** Opening Supplied data block **
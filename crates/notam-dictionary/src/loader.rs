//! File-backed dictionary loading.

use std::io::Read;
use std::path::{Path, PathBuf};

use tracing::{info, info_span};

use notam_model::AbbreviationMapping;

use crate::builder::{BuildOptions, BuildReport, build};
use crate::error::DictionaryError;
use crate::hash::sha256_hex;
use crate::table::read_dictionary_table;

/// A mapping together with where it came from and how it was built.
#[derive(Debug, Clone)]
pub struct LoadedDictionary {
    pub path: Option<PathBuf>,
    pub mapping: AbbreviationMapping,
    pub report: BuildReport,
}

/// Load a CSV dictionary from disk.
///
/// # Errors
///
/// Returns an error if the file cannot be read, is not valid CSV, lacks the
/// required columns, or (in strict mode) contains blank fields.
pub fn load_dictionary(
    path: &Path,
    options: BuildOptions,
) -> Result<LoadedDictionary, DictionaryError> {
    let span = info_span!("load_dictionary", path = %path.display());
    let _guard = span.enter();

    let bytes = std::fs::read(path).map_err(|e| DictionaryError::io(path, e))?;
    let origin = path.display().to_string();
    let (mapping, report) = build_from_bytes(&bytes, &origin, options)?;
    info!(
        entries = report.entries,
        rows = report.rows_read,
        skipped = report.skipped.len(),
        overwritten = report.overwritten,
        "dictionary loaded"
    );
    Ok(LoadedDictionary {
        path: Some(path.to_path_buf()),
        mapping,
        report,
    })
}

/// Load a CSV dictionary from any reader.
pub fn load_dictionary_from_reader<R: Read>(
    mut reader: R,
    origin: &str,
    options: BuildOptions,
) -> Result<LoadedDictionary, DictionaryError> {
    let mut bytes = Vec::new();
    reader
        .read_to_end(&mut bytes)
        .map_err(|e| DictionaryError::io(origin, e))?;
    let (mapping, report) = build_from_bytes(&bytes, origin, options)?;
    Ok(LoadedDictionary {
        path: None,
        mapping,
        report,
    })
}

fn build_from_bytes(
    bytes: &[u8],
    origin: &str,
    options: BuildOptions,
) -> Result<(AbbreviationMapping, BuildReport), DictionaryError> {
    let table = read_dictionary_table(bytes, origin)?;
    let (mapping, mut report) = build(&table, options)?;
    report.source_sha256 = Some(sha256_hex(bytes));
    Ok((mapping, report))
}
** Closing Supplied data block **
Each line in the data that holds the word "Some" must be copied.

■ **Solution to the exercise**
        path: Some(path.to_path_buf()),
    report.source_sha256 = Some(sha256_hex(bytes));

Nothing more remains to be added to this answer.